- Das Theaterfestival «Golden Mask» in Moskau ist das russische Pendent zum Schweizer und Berliner Theatertreffen .
- Auffällig: Unter den bemerkenswerten Inszenierungen des letzten Jahres sind viele Klassiker .
- Die politische Lage der Gegenwart findet sich nur indirekt auf der Bühne – viele Russen sehen Kunst und Politik als getrennte Sphären .
Tschechow im Leopardenlook
Bei der Geburtstagsparty in der neureichen Datscha wird ordentlich Wodka getankt. Man trägt schicke Cocktailkleider oder Klamotten im Leopardenlook.
Es ist ein Stück von Anton Tschechow, das hier unter der Regie von Timofei Kulyabin im Moskauer Theater der Nationen aufgeführt wird: «Iwanow». Aber das Personal wirkt überhaupt nicht wie aus dem vorletzten Jahrhundert.
Keine Frage: Tschechow hat Konjunktur auf den russischen Bühnen. Gern, wie hier, inszenatorisch upgedatet für die Gegenwart. Aber auch Autoren wie Tolstoi oder Dostojewski sind stark vertreten im «Russischen Showcase», einer Spezialsektion des jährlich in Moskau stattfindenden Theaterfestivals «Goldene Maske».
Zombies, Geiste und tote Körper
Der Showcase erinnert an das Berliner oder das Schweizer Theatertreffen. Er präsentiert die bemerkenswerten russischen Inszenierungen der Theatersaison.
Anders als in Deutschland oder der Schweiz wird die Auswahl allerdings nicht von einer mehrköpfigen Jury getroffen. Sondern einzelne Theaterkritiker oder Kritiker-Duos kuratieren das Programm. Und in selbigem spielt nicht nur die Nationalliteratur eine grosse Rolle, sondern auch die Landesgeschichte.
«Das russische Gegenwartstheater ist besessen von der Vergangenheit», bestätigen die diesjährigen Kuratorinnen Alyona Karas und Kristina Matvienko. Zombies, Geister und tote Körper seien zurzeit an der Tagesordnung auf den Bühnen.
Sowjetische Pflichtlektüre
Viele Regisseure werfen beispielsweise einen Blick zurück auf die Diktaturen des 20. Jahrhunderts, auf Faschismus und Stalinismus. Über historische Parallelen und Analogien versuchen sie, sich auch den neuralgischen Punkten der Gegenwart zu nähern. Dass die aktuelle Lage direkt thematisiert wird, passiert dagegen seltener.

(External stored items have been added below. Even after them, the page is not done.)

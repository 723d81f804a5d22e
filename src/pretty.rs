//! Colored, staggered debug lines for daemons that run several processes on
//! one terminal.
//!
//! A line looks like
//!
//! ```text
//! 15:04:05.000 12345 [WARN] pfkey_process reached
//! 15:04:05.001 12346          config_setcoupled loaded 4 policies
//! ```
//!
//! The pid is drawn in a 256-color shade derived from the process name, and
//! each role waits a fixed delay at registration so the processes' first
//! lines do not land on top of each other.

use core::fmt::{self, Arguments};
use core::str::FromStr;
use std::time::Duration;

use crate::errno::{self, DescribeBuf};
use crate::format::{self, Arg};
use crate::{hash, Error, Logger, Priority};

const RST: &str = "\x1b[0m";

/// Process roles known to the pretty mode.
#[derive(Copy, Clone, Eq, PartialEq, Hash, Debug)]
pub enum Role {
    /// The privileged parent.
    Parent,
    /// The control socket process.
    Control,
    /// The certificate authority process.
    Ca,
    /// The IKEv2 protocol process.
    Ikev2,
}

impl Role {
    /// Delay applied once at registration.
    #[must_use]
    pub const fn stagger(self) -> Duration {
        match self {
            Self::Parent => Duration::from_millis(0),
            Self::Control => Duration::from_millis(100),
            Self::Ca => Duration::from_millis(200),
            Self::Ikev2 => Duration::from_millis(300),
        }
    }

    /// Process name for this role.
    #[must_use]
    pub const fn as_str(self) -> &'static str {
        match self {
            Self::Parent => "parent",
            Self::Control => "control",
            Self::Ca => "ca",
            Self::Ikev2 => "ikev2",
        }
    }
}

impl FromStr for Role {
    type Err = Error;
    fn from_str(s: &str) -> Result<Self, Self::Err> {
        match s {
            "parent" => Ok(Self::Parent),
            "control" => Ok(Self::Control),
            "ca" => Ok(Self::Ca),
            "ikev2" => Ok(Self::Ikev2),
            other => Err(Error::UnknownRole(other.to_owned())),
        }
    }
}

impl fmt::Display for Role {
    fn fmt(&self, f: &mut fmt::Formatter<'_>) -> fmt::Result {
        f.write_str(self.as_str())
    }
}

/// Which wrapper a pretty line stands for.
#[derive(Copy, Clone, Eq, PartialEq, Debug)]
pub enum Kind {
    /// Error with errno description.
    Warn,
    /// Error.
    Warnx,
    /// Informational.
    Info,
    /// Debug, gated on verbosity.
    Debug,
}

impl Kind {
    const fn priority(self) -> Priority {
        match self {
            Self::Warn | Self::Warnx => Priority::Error,
            Self::Info => Priority::Info,
            Self::Debug => Priority::Debug,
        }
    }
}

/// What registration decided for this process.
#[derive(Copy, Clone, Eq, PartialEq, Debug)]
pub struct Tag {
    /// Registered role.
    pub role: Role,
    /// Pid shown on every line.
    pub pid: u32,
    /// 256-color index of the pid field.
    pub color: u8,
}

impl Tag {
    fn new(role: Role) -> Self {
        Self {
            role,
            pid: std::process::id(),
            color: hash::color256(role.as_str()),
        }
    }
}

fn severity_tag(f: &mut fmt::Formatter<'_>, pri: Priority, func: &str) -> fmt::Result {
    match pri {
        Priority::Error | Priority::Warning => write!(f, " \x1b[33m[WARN]{func:>14}"),
        Priority::Info | Priority::Notice => write!(f, " \x1b[34m{func:>20}"),
        Priority::Debug => write!(f, " \x1b[37m{func:>20}"),
        Priority::Critical => write!(f, " \x1b[31m[NOTREACHED]{func:>8}"),
    }
}

#[derive(Copy, Clone)]
struct Stamp {
    hour: u8,
    minute: u8,
    second: u8,
    milli: u16,
}

impl Stamp {
    fn now() -> Self {
        let now = time::OffsetDateTime::now_local()
            .unwrap_or_else(|_| time::OffsetDateTime::now_utc());
        Self {
            hour: now.hour(),
            minute: now.minute(),
            second: now.second(),
            milli: now.millisecond(),
        }
    }
}

impl fmt::Display for Stamp {
    fn fmt(&self, f: &mut fmt::Formatter<'_>) -> fmt::Result {
        write!(
            f,
            "{:02}:{:02}:{:02}.{:03}",
            self.hour, self.minute, self.second, self.milli
        )
    }
}

struct Line<'a> {
    stamp: Stamp,
    tag: Tag,
    pri: Priority,
    func: &'a str,
    subject: Option<&'a str>,
    body: Arguments<'a>,
    errstr: Option<&'a str>,
}

impl fmt::Display for Line<'_> {
    fn fmt(&self, f: &mut fmt::Formatter<'_>) -> fmt::Result {
        write!(
            f,
            "{} \x1b[38;5;{}m{:5}{RST}",
            self.stamp, self.tag.color, self.tag.pid
        )?;
        severity_tag(f, self.pri, self.func)?;
        f.write_str(" ")?;
        if let Some(s) = self.subject {
            write!(f, "{s}: ")?;
        }
        f.write_fmt(self.body)?;
        if let Some(e) = self.errstr {
            write!(f, ": {e}")?;
        }
        f.write_str(RST)
    }
}

/// Drop a leading `%s` and its argument when that argument is `func`.
///
/// Nothing is consumed unless both hold.
#[must_use]
pub fn strip_func<'f, 'a>(func: &str, fmt: &'f str, args: &'a [Arg<'a>]) -> (&'f str, &'a [Arg<'a>]) {
    if let (Some(rest), Some(Arg::Str(first))) = (fmt.strip_prefix("%s"), args.first()) {
        if *first == func {
            return (rest, &args[1..]);
        }
    }
    (fmt, args)
}

impl Logger {
    /// Register `name` as one of the known roles: set the process name,
    /// derive the pid color, sleep the role's stagger, then log an
    /// `initialized` line.
    ///
    /// # Errors
    /// [`Error::UnknownRole`] for any other name; nothing is logged or
    /// changed in that case.
    pub fn try_procinit_pretty(&self, name: &str) -> Result<Role, Error> {
        let role: Role = name.parse()?;
        self.procinit(Some(name));
        let tag = Tag::new(role);
        *self.pretty_state() = Some(tag);
        std::thread::sleep(role.stagger());
        self.pretty(
            Kind::Info,
            crate::function_name!(),
            None,
            format_args!("initialized {name} {}", tag.color),
        );
        Ok(role)
    }

    /// Like [`try_procinit_pretty`](Self::try_procinit_pretty), but an
    /// unknown name is fatal.
    pub fn procinit_pretty(&self, name: &str) -> Role {
        match self.try_procinit_pretty(name) {
            Ok(role) => role,
            Err(e) => self.fatalx(Some(format_args!("{e}"))),
        }
    }

    /// Registration state, if any.
    #[must_use]
    pub fn pretty_tag(&self) -> Option<Tag> {
        *self.pretty_state()
    }

    /// Log a pretty line for `func`.
    ///
    /// `subject` is printed as `"<subject>: "` before the body unless it is
    /// `func` itself, which the function column already shows. Outside debug
    /// mode the line goes to the system log as `"<func>: <body>"` without
    /// any decoration.
    pub fn pretty(&self, kind: Kind, func: &str, subject: Option<&str>, args: Arguments) {
        let e = errno::Guard::save();
        if kind == Kind::Debug && !self.debug_enabled() {
            return;
        }
        let mut ebuf: DescribeBuf = [0; 128];
        let errstr = if kind == Kind::Warn {
            Some(errno::describe(e.saved(), &mut ebuf))
        } else {
            None
        };
        let subject = subject.filter(|s| *s != func);
        let pri = kind.priority();

        if !self.debug_mode() {
            let sub = subject.unwrap_or_default();
            let sep = if subject.is_some() { ": " } else { "" };
            match errstr {
                Some(estr) => self.route(pri, format_args!("{func}: {sub}{sep}{args}: {estr}")),
                None => self.route(pri, format_args!("{func}: {sub}{sep}{args}")),
            }
            return;
        }

        let tag = self.pretty_tag().unwrap_or_else(|| Tag {
            role: Role::Parent,
            pid: std::process::id(),
            color: hash::color256(&self.procname()),
        });
        let line = Line {
            stamp: Stamp::now(),
            tag,
            pri,
            func,
            subject,
            body: args,
            errstr,
        };
        self.route(pri, format_args!("{line}"));
    }

    /// Pretty line from a printf format. A leading `%s` whose argument is
    /// `func` is dropped along with that argument; the rest of the format is
    /// kept as written.
    pub fn pretty_printf(&self, kind: Kind, func: &str, fmt: &str, args: &[Arg]) {
        let _e = errno::Guard::save();
        if kind == Kind::Debug && !self.debug_enabled() {
            return;
        }
        let (fmt, args) = strip_func(func, fmt, args);
        match format::printf(fmt, args, self.line_limit()) {
            Ok(body) => self.pretty(kind, func, None, format_args!("{body}")),
            Err(_) => self.pretty(kind, func, None, format_args!("{fmt}")),
        }
    }
}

So wie in der Aufführung «Die junge Garde»: Sie erzählt vom historisch verbrieften Kampf einer jugendlichen Partisanengruppe gegen die Wehrmacht während der deutschen Okkupation 1942. Der sowjetische Schriftsteller Alexander Fadejew hat diese geschichtlichen Fakten 1945 zu einem Propagandaroman verarbeitet, der in der Sowjetunion Schulpflichtlektüre war.
«Macht Kunst, nicht Politik!»
Die Inszenierung – eine Zusammenarbeit der Regisseure Maxim Didenko und Dmitri Jegorov – untersucht nun nicht nur dieses Spannungsfeld zwischen Realität und Propaganda. Sondern sie zieht auch Parallelen zur heutigen Jugend.
In einer Szene fragt der Hauptdarsteller die Zuschauer, was Widerstand eigentlich unter gegenwärtigen Umständen bedeuten würde. Und ob die Menschen, die zum Beispiel Ende März 2017 in vielen russischen Städten gegen Korruption demonstriert hatten und teilweise verhaftet worden waren, Helden oder Opfer seien?
Das Publikum reagiert leidenschaftlich – und gemischt. Ein älterer Mann schimpft, der heutigen Jugend ginge es nur noch ums Materielle. Eine junge Frau ermahnt die Theaterleute, sie sollten bitte beim Bühnengeschehen bleiben und Kunst und Politik nicht vermischen.
Angst vor Schwierigkeiten
Das ist durchaus keine Einzelmeinung. Selbst Maxim Didenko, der Regisseur der «Jungen Garde», sagt im Gespräch, er hätte kein Interesse zu provozieren. Sein Geschäft sei die Kunst, nicht die Propaganda. Er wolle Konflikte aufzeigen, ohne sich dabei auf eine bestimmte Seite zu stellen.
Das hat teilweise tatsächlich mit einem tradierten Kulturverständnis zu tun, wonach Kunst tiefer geht als Tagespolitik. Zum anderen spielt natürlich auch die Angst vor politischen Schwierigkeiten eine zentrale Rolle.
Darüber wird in Moskau erstaunlich offen gesprochen. «Niemand will Probleme bekommen», sagt Didenko.